## ABOUT THIS EXERCISE
Transcribe only part of the material below: the lines from the one containing "let mut keys = HashSet::new();" through the one containing "use tempfile::TempDir;", inclusive, exactly as written.

## EXTRACTED INFORMATION
________

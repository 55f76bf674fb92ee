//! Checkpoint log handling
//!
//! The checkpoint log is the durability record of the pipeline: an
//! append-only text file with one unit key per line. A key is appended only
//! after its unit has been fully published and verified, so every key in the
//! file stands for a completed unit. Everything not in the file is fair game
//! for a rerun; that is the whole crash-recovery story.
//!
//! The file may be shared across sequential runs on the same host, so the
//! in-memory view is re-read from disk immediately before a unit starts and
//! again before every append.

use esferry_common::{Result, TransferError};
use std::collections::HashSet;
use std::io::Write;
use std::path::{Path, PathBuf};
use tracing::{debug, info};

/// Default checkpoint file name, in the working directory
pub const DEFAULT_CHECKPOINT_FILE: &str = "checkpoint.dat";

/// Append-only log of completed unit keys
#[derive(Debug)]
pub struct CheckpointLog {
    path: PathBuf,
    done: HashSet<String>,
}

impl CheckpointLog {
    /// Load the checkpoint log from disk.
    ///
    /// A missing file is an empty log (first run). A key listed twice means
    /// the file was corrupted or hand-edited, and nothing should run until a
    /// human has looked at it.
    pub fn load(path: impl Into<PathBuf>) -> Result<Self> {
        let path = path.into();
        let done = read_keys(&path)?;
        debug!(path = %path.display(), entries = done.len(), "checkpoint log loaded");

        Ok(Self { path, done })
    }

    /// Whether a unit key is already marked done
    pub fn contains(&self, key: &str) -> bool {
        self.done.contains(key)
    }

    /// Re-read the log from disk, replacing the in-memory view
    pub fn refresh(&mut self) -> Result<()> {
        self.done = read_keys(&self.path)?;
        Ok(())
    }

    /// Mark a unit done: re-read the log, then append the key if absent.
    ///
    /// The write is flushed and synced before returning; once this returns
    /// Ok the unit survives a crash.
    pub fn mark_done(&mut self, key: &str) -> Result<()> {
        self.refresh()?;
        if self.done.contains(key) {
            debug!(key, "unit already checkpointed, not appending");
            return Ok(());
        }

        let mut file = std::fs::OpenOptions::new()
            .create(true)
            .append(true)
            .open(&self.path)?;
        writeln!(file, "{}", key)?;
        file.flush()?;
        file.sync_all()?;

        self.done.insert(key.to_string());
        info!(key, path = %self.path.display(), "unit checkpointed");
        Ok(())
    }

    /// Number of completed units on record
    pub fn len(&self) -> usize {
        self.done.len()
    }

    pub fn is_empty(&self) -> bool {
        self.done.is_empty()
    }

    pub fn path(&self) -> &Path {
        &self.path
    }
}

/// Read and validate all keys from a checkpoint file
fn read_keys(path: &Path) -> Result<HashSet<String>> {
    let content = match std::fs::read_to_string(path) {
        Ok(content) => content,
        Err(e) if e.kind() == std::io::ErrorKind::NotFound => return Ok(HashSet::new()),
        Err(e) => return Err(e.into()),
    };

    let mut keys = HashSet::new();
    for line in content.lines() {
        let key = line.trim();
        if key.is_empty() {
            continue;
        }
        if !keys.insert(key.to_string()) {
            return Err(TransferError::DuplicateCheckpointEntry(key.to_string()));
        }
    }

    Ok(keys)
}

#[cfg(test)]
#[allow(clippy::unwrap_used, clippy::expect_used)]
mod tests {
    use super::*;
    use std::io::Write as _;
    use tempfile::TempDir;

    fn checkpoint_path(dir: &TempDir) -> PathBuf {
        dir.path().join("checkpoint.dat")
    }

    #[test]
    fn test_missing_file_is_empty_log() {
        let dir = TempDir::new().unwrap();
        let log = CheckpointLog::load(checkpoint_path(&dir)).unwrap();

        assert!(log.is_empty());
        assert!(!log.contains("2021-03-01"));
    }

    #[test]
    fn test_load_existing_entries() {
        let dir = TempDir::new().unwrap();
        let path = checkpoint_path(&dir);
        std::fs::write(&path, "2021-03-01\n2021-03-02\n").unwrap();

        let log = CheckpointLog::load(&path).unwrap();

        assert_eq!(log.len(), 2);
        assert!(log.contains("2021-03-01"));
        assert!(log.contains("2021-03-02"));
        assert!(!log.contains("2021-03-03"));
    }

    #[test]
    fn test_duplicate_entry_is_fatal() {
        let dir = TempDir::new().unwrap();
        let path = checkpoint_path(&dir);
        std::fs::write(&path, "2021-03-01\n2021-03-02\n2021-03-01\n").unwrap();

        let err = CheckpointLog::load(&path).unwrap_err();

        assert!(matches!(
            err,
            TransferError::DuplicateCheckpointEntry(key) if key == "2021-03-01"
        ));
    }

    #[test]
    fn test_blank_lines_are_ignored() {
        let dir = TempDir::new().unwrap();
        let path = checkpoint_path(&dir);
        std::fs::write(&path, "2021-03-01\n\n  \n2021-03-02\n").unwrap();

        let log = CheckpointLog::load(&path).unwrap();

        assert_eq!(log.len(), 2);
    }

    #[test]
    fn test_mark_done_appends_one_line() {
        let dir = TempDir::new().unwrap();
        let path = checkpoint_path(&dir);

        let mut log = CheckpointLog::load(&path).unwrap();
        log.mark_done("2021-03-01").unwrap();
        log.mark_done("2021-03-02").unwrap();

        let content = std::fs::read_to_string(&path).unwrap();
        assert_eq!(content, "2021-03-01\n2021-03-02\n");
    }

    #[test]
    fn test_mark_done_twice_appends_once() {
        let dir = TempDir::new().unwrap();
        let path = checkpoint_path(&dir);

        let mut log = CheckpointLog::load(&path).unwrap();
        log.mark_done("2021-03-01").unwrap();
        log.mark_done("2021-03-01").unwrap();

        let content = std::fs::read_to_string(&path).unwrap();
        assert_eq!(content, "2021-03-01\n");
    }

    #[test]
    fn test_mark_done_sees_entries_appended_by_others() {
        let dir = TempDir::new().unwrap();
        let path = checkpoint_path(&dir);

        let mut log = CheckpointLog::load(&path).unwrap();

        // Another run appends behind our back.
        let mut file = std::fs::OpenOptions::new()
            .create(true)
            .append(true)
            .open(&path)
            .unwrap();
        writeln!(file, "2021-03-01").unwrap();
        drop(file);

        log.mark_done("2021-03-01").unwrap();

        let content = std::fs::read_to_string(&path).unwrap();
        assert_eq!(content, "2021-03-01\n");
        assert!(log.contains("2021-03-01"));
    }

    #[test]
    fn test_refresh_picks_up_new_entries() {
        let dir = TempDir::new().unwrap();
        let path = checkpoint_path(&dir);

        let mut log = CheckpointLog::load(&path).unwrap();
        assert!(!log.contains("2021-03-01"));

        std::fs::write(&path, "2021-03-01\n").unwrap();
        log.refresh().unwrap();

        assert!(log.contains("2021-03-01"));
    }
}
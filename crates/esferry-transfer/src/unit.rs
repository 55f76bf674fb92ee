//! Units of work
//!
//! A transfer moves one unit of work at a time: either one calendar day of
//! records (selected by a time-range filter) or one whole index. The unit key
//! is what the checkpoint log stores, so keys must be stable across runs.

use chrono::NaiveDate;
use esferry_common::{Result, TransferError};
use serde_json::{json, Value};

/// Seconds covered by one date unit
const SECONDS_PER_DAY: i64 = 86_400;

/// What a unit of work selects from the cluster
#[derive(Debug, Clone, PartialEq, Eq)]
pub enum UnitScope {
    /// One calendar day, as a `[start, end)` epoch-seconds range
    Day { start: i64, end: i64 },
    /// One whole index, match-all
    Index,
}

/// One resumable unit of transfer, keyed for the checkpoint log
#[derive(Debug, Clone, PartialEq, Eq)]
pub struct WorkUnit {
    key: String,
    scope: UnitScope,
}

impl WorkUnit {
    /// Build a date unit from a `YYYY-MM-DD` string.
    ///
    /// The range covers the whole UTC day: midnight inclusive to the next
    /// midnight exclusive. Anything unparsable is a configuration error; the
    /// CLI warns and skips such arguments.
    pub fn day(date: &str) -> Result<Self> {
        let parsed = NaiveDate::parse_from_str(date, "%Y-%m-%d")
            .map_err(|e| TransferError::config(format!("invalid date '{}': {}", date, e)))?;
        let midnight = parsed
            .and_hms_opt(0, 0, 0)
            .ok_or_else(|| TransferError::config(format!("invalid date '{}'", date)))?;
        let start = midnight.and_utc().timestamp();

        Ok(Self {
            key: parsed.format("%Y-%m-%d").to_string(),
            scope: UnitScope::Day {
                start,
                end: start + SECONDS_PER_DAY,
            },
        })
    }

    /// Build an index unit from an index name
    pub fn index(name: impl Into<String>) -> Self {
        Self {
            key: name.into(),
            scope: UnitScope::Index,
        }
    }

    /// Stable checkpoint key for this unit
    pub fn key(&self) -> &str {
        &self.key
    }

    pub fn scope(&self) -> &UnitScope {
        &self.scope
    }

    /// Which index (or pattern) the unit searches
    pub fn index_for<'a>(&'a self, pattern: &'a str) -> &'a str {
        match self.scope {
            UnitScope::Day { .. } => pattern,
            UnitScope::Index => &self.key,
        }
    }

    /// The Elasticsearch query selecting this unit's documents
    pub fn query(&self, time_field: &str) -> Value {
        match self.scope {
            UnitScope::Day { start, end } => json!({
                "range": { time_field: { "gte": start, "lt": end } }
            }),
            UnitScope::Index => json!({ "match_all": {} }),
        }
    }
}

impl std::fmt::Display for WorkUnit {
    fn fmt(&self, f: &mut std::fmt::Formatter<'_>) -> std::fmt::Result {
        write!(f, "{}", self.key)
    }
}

________

## RESULT FOR THIS TASK
    let mut keys = HashSet::new();
    for line in content.lines() {
        let key = line.trim();
        if key.is_empty() {
            continue;
        }
        if !keys.insert(key.to_string()) {
            return Err(TransferError::DuplicateCheckpointEntry(key.to_string()));
        }
    }

    Ok(keys)
}

#[cfg(test)]
#[allow(clippy::unwrap_used, clippy::expect_used)]
mod tests {
    use super::*;
    use std::io::Write as _;
    use tempfile::TempDir;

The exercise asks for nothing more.